=== Section Start ===
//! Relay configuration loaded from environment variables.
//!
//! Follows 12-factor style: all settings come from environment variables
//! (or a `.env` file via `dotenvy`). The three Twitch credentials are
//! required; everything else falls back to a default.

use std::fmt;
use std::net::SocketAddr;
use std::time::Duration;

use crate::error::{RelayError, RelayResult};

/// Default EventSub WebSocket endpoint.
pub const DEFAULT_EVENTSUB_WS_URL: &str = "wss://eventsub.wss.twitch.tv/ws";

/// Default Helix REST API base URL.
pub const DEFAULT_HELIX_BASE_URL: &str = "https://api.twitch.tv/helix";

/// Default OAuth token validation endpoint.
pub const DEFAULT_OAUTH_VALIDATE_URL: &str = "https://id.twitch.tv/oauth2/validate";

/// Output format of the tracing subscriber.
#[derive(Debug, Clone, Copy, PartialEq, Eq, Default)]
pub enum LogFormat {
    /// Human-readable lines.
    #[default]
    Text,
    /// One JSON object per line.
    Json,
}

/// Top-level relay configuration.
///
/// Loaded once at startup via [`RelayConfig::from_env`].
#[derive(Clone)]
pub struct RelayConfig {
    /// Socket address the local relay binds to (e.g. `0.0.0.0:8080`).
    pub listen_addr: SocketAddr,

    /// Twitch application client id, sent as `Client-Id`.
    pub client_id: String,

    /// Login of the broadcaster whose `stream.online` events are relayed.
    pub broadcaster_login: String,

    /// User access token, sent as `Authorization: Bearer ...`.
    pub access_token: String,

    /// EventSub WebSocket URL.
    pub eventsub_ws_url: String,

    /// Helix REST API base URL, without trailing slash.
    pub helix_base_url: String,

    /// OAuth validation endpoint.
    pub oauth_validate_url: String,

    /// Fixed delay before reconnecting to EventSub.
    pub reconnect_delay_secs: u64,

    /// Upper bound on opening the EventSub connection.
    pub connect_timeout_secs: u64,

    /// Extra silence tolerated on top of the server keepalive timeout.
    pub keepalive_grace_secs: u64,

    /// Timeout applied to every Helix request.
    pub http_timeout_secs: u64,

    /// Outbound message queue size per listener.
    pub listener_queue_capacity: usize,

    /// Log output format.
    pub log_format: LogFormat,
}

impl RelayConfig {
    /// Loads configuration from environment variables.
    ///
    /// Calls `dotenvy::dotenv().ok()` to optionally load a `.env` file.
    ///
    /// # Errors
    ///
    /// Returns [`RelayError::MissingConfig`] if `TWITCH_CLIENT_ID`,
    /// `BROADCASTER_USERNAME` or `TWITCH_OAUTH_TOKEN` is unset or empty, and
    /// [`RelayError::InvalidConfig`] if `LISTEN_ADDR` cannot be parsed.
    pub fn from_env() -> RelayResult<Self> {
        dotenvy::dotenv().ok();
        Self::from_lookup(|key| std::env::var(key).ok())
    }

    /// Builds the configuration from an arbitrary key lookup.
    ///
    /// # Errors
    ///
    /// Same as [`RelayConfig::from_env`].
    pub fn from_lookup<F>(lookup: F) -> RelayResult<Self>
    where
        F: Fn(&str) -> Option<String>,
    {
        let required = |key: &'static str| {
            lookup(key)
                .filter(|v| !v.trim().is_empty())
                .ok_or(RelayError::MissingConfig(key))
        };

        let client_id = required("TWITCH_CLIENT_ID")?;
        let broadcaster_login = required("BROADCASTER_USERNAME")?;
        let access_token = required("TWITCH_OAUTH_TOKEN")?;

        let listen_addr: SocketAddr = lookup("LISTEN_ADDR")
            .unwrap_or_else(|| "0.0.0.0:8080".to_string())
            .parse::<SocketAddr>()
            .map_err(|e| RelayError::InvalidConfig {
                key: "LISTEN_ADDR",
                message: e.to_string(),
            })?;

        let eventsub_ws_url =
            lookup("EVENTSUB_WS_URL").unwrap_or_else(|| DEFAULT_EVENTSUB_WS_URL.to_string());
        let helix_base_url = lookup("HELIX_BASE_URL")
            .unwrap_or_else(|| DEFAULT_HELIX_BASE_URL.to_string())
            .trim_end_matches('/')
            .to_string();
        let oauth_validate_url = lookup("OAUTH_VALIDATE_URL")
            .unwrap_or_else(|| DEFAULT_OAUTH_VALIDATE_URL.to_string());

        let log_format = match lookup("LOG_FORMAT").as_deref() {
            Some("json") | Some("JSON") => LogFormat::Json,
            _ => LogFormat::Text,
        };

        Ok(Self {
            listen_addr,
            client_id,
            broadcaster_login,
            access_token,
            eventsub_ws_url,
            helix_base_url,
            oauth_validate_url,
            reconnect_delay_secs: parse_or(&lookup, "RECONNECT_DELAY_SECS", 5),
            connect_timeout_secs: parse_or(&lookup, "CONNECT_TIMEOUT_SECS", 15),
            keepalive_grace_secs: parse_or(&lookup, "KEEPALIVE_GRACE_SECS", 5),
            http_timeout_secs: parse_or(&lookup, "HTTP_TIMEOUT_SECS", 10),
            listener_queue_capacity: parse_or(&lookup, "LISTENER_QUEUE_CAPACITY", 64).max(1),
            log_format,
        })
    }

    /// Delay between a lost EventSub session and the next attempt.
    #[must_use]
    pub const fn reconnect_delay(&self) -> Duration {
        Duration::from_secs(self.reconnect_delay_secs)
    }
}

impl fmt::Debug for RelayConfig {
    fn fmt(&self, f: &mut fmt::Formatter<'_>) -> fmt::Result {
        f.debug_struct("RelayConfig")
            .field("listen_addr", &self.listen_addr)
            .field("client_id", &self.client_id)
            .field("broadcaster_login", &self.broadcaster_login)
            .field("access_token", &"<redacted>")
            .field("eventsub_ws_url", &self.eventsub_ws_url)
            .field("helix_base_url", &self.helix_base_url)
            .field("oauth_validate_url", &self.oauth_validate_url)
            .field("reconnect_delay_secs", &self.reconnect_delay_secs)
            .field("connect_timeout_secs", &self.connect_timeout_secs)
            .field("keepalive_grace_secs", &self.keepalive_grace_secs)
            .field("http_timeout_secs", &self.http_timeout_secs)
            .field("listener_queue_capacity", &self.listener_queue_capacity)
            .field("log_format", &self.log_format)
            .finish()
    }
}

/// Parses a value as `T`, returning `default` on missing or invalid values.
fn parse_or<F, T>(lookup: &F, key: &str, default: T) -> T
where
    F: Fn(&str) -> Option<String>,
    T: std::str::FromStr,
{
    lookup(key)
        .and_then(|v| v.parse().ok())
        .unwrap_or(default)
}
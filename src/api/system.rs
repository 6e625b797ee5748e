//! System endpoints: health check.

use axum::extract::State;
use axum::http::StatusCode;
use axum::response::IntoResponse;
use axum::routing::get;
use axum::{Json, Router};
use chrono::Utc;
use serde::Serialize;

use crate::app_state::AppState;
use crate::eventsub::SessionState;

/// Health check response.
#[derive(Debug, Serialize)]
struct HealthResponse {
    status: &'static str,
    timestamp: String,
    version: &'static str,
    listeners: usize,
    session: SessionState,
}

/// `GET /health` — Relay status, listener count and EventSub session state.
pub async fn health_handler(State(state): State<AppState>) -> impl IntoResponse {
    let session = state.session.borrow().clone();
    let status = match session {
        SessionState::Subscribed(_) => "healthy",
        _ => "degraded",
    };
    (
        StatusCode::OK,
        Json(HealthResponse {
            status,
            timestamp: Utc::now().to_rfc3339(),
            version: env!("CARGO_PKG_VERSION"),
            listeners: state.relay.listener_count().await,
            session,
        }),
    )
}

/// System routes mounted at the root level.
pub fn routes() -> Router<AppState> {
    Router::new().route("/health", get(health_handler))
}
=== Section End ===
→ WORK TO COMPLETE:
Repeat every record, exactly as written.

→ EXERCISE RESULT:
//! Relay configuration loaded from environment variables.
//!
//! Follows 12-factor style: all settings come from environment variables
//! (or a `.env` file via `dotenvy`). The three Twitch credentials are
//! required; everything else falls back to a default.

use std::fmt;
use std::net::SocketAddr;
use std::time::Duration;

use crate::error::{RelayError, RelayResult};

/// Default EventSub WebSocket endpoint.
pub const DEFAULT_EVENTSUB_WS_URL: &str = "wss://eventsub.wss.twitch.tv/ws";

/// Default Helix REST API base URL.
pub const DEFAULT_HELIX_BASE_URL: &str = "https://api.twitch.tv/helix";

/// Default OAuth token validation endpoint.
pub const DEFAULT_OAUTH_VALIDATE_URL: &str = "https://id.twitch.tv/oauth2/validate";

/// Output format of the tracing subscriber.
#[derive(Debug, Clone, Copy, PartialEq, Eq, Default)]
pub enum LogFormat {
    /// Human-readable lines.
    #[default]
    Text,
    /// One JSON object per line.
    Json,
}

/// Top-level relay configuration.
///
/// Loaded once at startup via [`RelayConfig::from_env`].
#[derive(Clone)]
pub struct RelayConfig {
    /// Socket address the local relay binds to (e.g. `0.0.0.0:8080`).
    pub listen_addr: SocketAddr,

    /// Twitch application client id, sent as `Client-Id`.
    pub client_id: String,

    /// Login of the broadcaster whose `stream.online` events are relayed.
    pub broadcaster_login: String,

    /// User access token, sent as `Authorization: Bearer ...`.
    pub access_token: String,

    /// EventSub WebSocket URL.
    pub eventsub_ws_url: String,

    /// Helix REST API base URL, without trailing slash.
    pub helix_base_url: String,

    /// OAuth validation endpoint.
    pub oauth_validate_url: String,

    /// Fixed delay before reconnecting to EventSub.
    pub reconnect_delay_secs: u64,

    /// Upper bound on opening the EventSub connection.
    pub connect_timeout_secs: u64,

    /// Extra silence tolerated on top of the server keepalive timeout.
    pub keepalive_grace_secs: u64,

    /// Timeout applied to every Helix request.
    pub http_timeout_secs: u64,

    /// Outbound message queue size per listener.
    pub listener_queue_capacity: usize,

    /// Log output format.
    pub log_format: LogFormat,
}

impl RelayConfig {
    /// Loads configuration from environment variables.
    ///
    /// Calls `dotenvy::dotenv().ok()` to optionally load a `.env` file.
    ///
    /// # Errors
    ///
    /// Returns [`RelayError::MissingConfig`] if `TWITCH_CLIENT_ID`,
    /// `BROADCASTER_USERNAME` or `TWITCH_OAUTH_TOKEN` is unset or empty, and
    /// [`RelayError::InvalidConfig`] if `LISTEN_ADDR` cannot be parsed.
    pub fn from_env() -> RelayResult<Self> {
        dotenvy::dotenv().ok();
        Self::from_lookup(|key| std::env::var(key).ok())
    }

    /// Builds the configuration from an arbitrary key lookup.
    ///
    /// # Errors
    ///
    /// Same as [`RelayConfig::from_env`].
    pub fn from_lookup<F>(lookup: F) -> RelayResult<Self>
    where
        F: Fn(&str) -> Option<String>,
    {
        let required = |key: &'static str| {
            lookup(key)
                .filter(|v| !v.trim().is_empty())
                .ok_or(RelayError::MissingConfig(key))
        };

        let client_id = required("TWITCH_CLIENT_ID")?;
        let broadcaster_login = required("BROADCASTER_USERNAME")?;
        let access_token = required("TWITCH_OAUTH_TOKEN")?;

        let listen_addr: SocketAddr = lookup("LISTEN_ADDR")
            .unwrap_or_else(|| "0.0.0.0:8080".to_string())
            .parse::<SocketAddr>()
            .map_err(|e| RelayError::InvalidConfig {
                key: "LISTEN_ADDR",
                message: e.to_string(),
            })?;

        let eventsub_ws_url =
            lookup("EVENTSUB_WS_URL").unwrap_or_else(|| DEFAULT_EVENTSUB_WS_URL.to_string());
        let helix_base_url = lookup("HELIX_BASE_URL")
            .unwrap_or_else(|| DEFAULT_HELIX_BASE_URL.to_string())
            .trim_end_matches('/')
            .to_string();
        let oauth_validate_url = lookup("OAUTH_VALIDATE_URL")
            .unwrap_or_else(|| DEFAULT_OAUTH_VALIDATE_URL.to_string());

        let log_format = match lookup("LOG_FORMAT").as_deref() {
            Some("json") | Some("JSON") => LogFormat::Json,
            _ => LogFormat::Text,
        };

        Ok(Self {
            listen_addr,
            client_id,
            broadcaster_login,
            access_token,
            eventsub_ws_url,
            helix_base_url,
            oauth_validate_url,
            reconnect_delay_secs: parse_or(&lookup, "RECONNECT_DELAY_SECS", 5),
            connect_timeout_secs: parse_or(&lookup, "CONNECT_TIMEOUT_SECS", 15),
            keepalive_grace_secs: parse_or(&lookup, "KEEPALIVE_GRACE_SECS", 5),
            http_timeout_secs: parse_or(&lookup, "HTTP_TIMEOUT_SECS", 10),
            listener_queue_capacity: parse_or(&lookup, "LISTENER_QUEUE_CAPACITY", 64).max(1),
            log_format,
        })
    }

    /// Delay between a lost EventSub session and the next attempt.
    #[must_use]
    pub const fn reconnect_delay(&self) -> Duration {
        Duration::from_secs(self.reconnect_delay_secs)
    }
}

impl fmt::Debug for RelayConfig {
    fn fmt(&self, f: &mut fmt::Formatter<'_>) -> fmt::Result {
        f.debug_struct("RelayConfig")
            .field("listen_addr", &self.listen_addr)
            .field("client_id", &self.client_id)
            .field("broadcaster_login", &self.broadcaster_login)
            .field("access_token", &"<redacted>")
            .field("eventsub_ws_url", &self.eventsub_ws_url)
            .field("helix_base_url", &self.helix_base_url)
            .field("oauth_validate_url", &self.oauth_validate_url)
            .field("reconnect_delay_secs", &self.reconnect_delay_secs)
            .field("connect_timeout_secs", &self.connect_timeout_secs)
            .field("keepalive_grace_secs", &self.keepalive_grace_secs)
            .field("http_timeout_secs", &self.http_timeout_secs)
            .field("listener_queue_capacity", &self.listener_queue_capacity)
            .field("log_format", &self.log_format)
            .finish()
    }
}

/// Parses a value as `T`, returning `default` on missing or invalid values.
fn parse_or<F, T>(lookup: &F, key: &str, default: T) -> T
where
    F: Fn(&str) -> Option<String>,
    T: std::str::FromStr,
{
    lookup(key)
        .and_then(|v| v.parse().ok())
        .unwrap_or(default)
}
filename src/api/system.rs
repository 6e625b797ee5748e
//! System endpoints: health check.

use axum::extract::State;
use axum::http::StatusCode;
use axum::response::IntoResponse;
use axum::routing::get;
use axum::{Json, Router};
use chrono::Utc;
use serde::Serialize;

use crate::app_state::AppState;
use crate::eventsub::SessionState;

/// Health check response.
#[derive(Debug, Serialize)]
struct HealthResponse {
    status: &'static str,
    timestamp: String,
    version: &'static str,
    listeners: usize,
    session: SessionState,
}

/// `GET /health` — Relay status, listener count and EventSub session state.
pub async fn health_handler(State(state): State<AppState>) -> impl IntoResponse {
    let session = state.session.borrow().clone();
    let status = match session {
        SessionState::Subscribed(_) => "healthy",
        _ => "degraded",
    };
    (
        StatusCode::OK,
        Json(HealthResponse {
            status,
            timestamp: Utc::now().to_rfc3339(),
            version: env!("CARGO_PKG_VERSION"),
            listeners: state.relay.listener_count().await,
            session,
        }),
    )
}

/// System routes mounted at the root level.
pub fn routes() -> Router<AppState> {
    Router::new().route("/health", get(health_handler))
}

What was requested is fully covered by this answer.